Pergunte a um jornalista e a um cardeal quais são as prioridades para o próximo papa, os temas que ele terá de enfrentar em seu pontificado, e a resposta pode ser totalmente diferente. Em reportagens, artigos de opinião e enquetes com internautas, a imprensa costuma mencionar questões como a aceitação do homossexualismo, da contracepção artificial e do aborto, a comunhão para divorciados recasados, a ordenação de mulheres e a abolição do celibato sacerdotal como "desafios" do próximo pontífice. Mas essas preocupações não poderiam estar mais distantes da cabeça dos 115 cardeais eleitores, segundo o vaticanista Andrea Tornielli. "Insistir que os cardeais mudem a doutrina católica básica é muito ridículo", afirma.
Um dos argumentos para o isolamento dos cardeais não só no conclave propriamente dito, mas também nos dias prévios, é evitar que sejam influenciados por uma pauta vinda do "mundo exterior" não condizente com a pauta que os próprios cardeais julgam ser mais importante para a Igreja. Foi tendo esse isolamento em mente que foram suspensas a pedido do Vaticano, comenta-se as entrevistas coletivas que os cardeais norte-americanos davam após cada reunião das Congregações Gerais.
Alfonso Bailly-Baillieri, que trabalhou por 18 anos no serviço oficial de informações do Vaticano, afirma que isso ocorre tanto por desconhecimento em relação ao catolicismo quanto por má vontade alguns veículos de comunicação teriam uma agenda própria que desejam impor à Igreja. Ele insiste na necessidade de separar o que é considerado uma doutrina imutável da Igreja (como a condenação ao aborto e aos atos homossexuais, ou a proibição de ordenação das mulheres) daquilo que é opinável ou relativo, ou faz parte da disciplina eclesial, como a idade limite para a aposentadoria do clero ou aspectos da liturgia, como o idioma da celebração da missa.

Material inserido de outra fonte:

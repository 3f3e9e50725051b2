//! Custody Ledger: an in-memory reference implementation of the
//! [`LedgerStore`](custody_kernel::store::LedgerStore) collaborator.
//!
//! Provides what the kernel assumes of its store and nothing more:
//!
//! - optimistic MVCC transactions ([`MemoryLedger::begin`] → [`MemoryTxn`] →
//!   [`MemoryTxn::commit`]) that abort on read/write and range conflicts
//! - per-key version history with tombstones
//! - equality-AND selector queries over JSON values
//! - snapshot export/restore with a fail-closed digest check
//!
//! Production deployments substitute a real ledger; tests and benchmarks use
//! this one.

#![forbid(unsafe_code)]
#![deny(clippy::all)]
#![warn(clippy::pedantic)]

pub mod memory;
pub mod snapshot;

pub use memory::{CommitReceipt, MemoryLedger, MemoryTxn};
pub use snapshot::SnapshotError;
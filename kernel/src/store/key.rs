//! Composite keys: namespaced, ordered, range-scannable store keys.
//!
//! # Encoding
//!
//! ```text
//! U+0000 namespace U+0000 part_1 U+0000 ... part_n U+0000
//! ```
//!
//! # Sort-order contract
//!
//! U+0000 is the smallest code point and may not appear inside the namespace
//! or any part, so byte-wise ordering of encoded keys equals lexicographic
//! ordering of the `(namespace, part_1, ..., part_n)` tuple. A key built from
//! a prefix of parts is a string prefix of every key extending those parts,
//! and of no other key (each part is terminated, so `"E1"` never matches
//! `"E10"`).
//!
//! Plain (non-composite) keys must not start with U+0000; that leading byte is
//! what separates the two key spaces.

/// Separator between composite key components.
pub const KEY_SEPARATOR: char = '\u{0}';

/// Failure to build or split a composite key.
#[derive(Debug, Clone, PartialEq, Eq)]
pub enum KeyError {
    /// The namespace was empty.
    EmptyNamespace,
    /// A namespace or part contained the separator character.
    ContainsSeparator { component: String },
    /// The key is not in composite form.
    NotComposite { key: String },
}

impl std::fmt::Display for KeyError {
    fn fmt(&self, f: &mut std::fmt::Formatter<'_>) -> std::fmt::Result {
        match self {
            Self::EmptyNamespace => write!(f, "composite key namespace is empty"),
            Self::ContainsSeparator { component } => {
                write!(f, "key component {component:?} contains U+0000")
            }
            Self::NotComposite { key } => write!(f, "{key:?} is not a composite key"),
        }
    }
}

impl std::error::Error for KeyError {}

/// A composite store key (or a partial key used as a range prefix).
#[derive(Debug, Clone, PartialEq, Eq, Hash, PartialOrd, Ord)]
pub struct CompositeKey {
    encoded: String,
}

impl CompositeKey {
    /// Build a composite key from a namespace and ordered parts.
    ///
    /// With fewer parts than a full key, the result is a partial key suitable
    /// for [`super::LedgerStore::range_by_partial_key`].
    ///
    /// # Errors
    ///
    /// Returns [`KeyError::EmptyNamespace`] for an empty namespace and
    /// [`KeyError::ContainsSeparator`] if any component contains U+0000.
    pub fn new(namespace: &str, parts: &[&str]) -> Result<Self, KeyError> {
        if namespace.is_empty() {
            return Err(KeyError::EmptyNamespace);
        }
        let mut encoded = String::with_capacity(
            2 + namespace.len() + parts.iter().map(|p| p.len() + 1).sum::<usize>(),
        );
        encoded.push(KEY_SEPARATOR);
        for component in std::iter::once(&namespace).chain(parts) {
            if component.contains(KEY_SEPARATOR) {
                return Err(KeyError::ContainsSeparator {
                    component: (*component).to_string(),
                });
            }
            encoded.push_str(component);
            encoded.push(KEY_SEPARATOR);
        }
        Ok(Self { encoded })
    }

    /// Split an encoded key back into namespace and parts.
    ///
    /// # Errors
    ///
    /// Returns [`KeyError::NotComposite`] if `key` does not use the composite
    /// encoding.
    pub fn split(key: &str) -> Result<(String, Vec<String>), KeyError> {
        let not_composite = || KeyError::NotComposite {
            key: key.to_string(),
        };
        let body = key
            .strip_prefix(KEY_SEPARATOR)
            .and_then(|rest| rest.strip_suffix(KEY_SEPARATOR))
            .ok_or_else(not_composite)?;
        let mut components = body.split(KEY_SEPARATOR).map(str::to_string);
        let namespace = components.next().filter(|ns| !ns.is_empty()).ok_or_else(not_composite)?;
        Ok((namespace, components.collect()))
    }

    /// Whether `key` is in the composite key space.
    #[must_use]
    pub fn is_composite(key: &str) -> bool {
        key.starts_with(KEY_SEPARATOR)
    }

    /// Whether `key` extends this (partial) key.
    #[must_use]
    pub fn is_prefix_of(&self, key: &str) -> bool {
        key.starts_with(&self.encoded)
    }

    /// The encoded key string.
    #[must_use]
    pub fn as_str(&self) -> &str {
        &self.encoded
    }
}

impl std::fmt::Display for CompositeKey {
    fn fmt(&self, f: &mut std::fmt::Formatter<'_>) -> std::fmt::Result {
        write!(f, "{}", self.encoded.escape_debug())
    }
}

Tornielli também destaca que a imprensa cumpre seu papel ao examinar em detalhe a vida dos cardeais e a atuação da Cúria Romana. "Isso não significa que o povo deva esperar mudanças nos princípios dogmáticos ou morais, estabelecidos por Jesus Cristo, como o direito à vida e a definição de matrimônio como união entre um homem e uma mulher", acrescenta.
Mas, se os temas de moral sexual, ordenação feminina ou celibato não estão na pauta dos eleitores do conclave, o que está? O ponto mais destacado pelos cardeais dos mais diversos países e demais representantes da Igreja ouvidos pela Gazeta do Povo nos últimos dias é a "nova evangelização", incluindo o domínio da capacidade de comunicação e linguagem, adaptada aos novos tempos, de maneira a sensibilizar a sociedade para o cumprimento do direito entre os povos, a eliminação da pobreza e da injustiça.
Comunicação"Mídia mostra que Igreja é uma instituição global", diz professor de Navarra
Especialistas, representantes do Vaticano, estudiosos e membros do clero reforçam a necessidade de a Igreja comunicar melhor os seus princípios para evitar que os veículos de comunicação acabem informando mal seu público sobre o catolicismo inclusive sobre os temas "imutáveis". "A mídia tem demonstrado que a Igreja é uma instituição global, com grande peso na opinião pública mundial, e o papa é uma referência. Ainda que alguns não gostem daquilo que ele diz, não é possível ignorá-lo", diz Francisco Pérez-Latre, professor de Comunicação da Universidade de Navarra. Mas Andrea Tornielli identifica um excesso de informações a respeito da Igreja, facilitadas pela rapidez tecnológica, mas pouco fundamentadas, quando não totalmente falsas. "Se nós não procuramos informar bem a respeito da Igreja, quem o fará?", indaga o teólogo italiano Giulio Maspero, professor da Pontifícia Universidade da Santa Cruz, que foi entrevistado por vários jornalistas desde a renúncia de Bento XVI.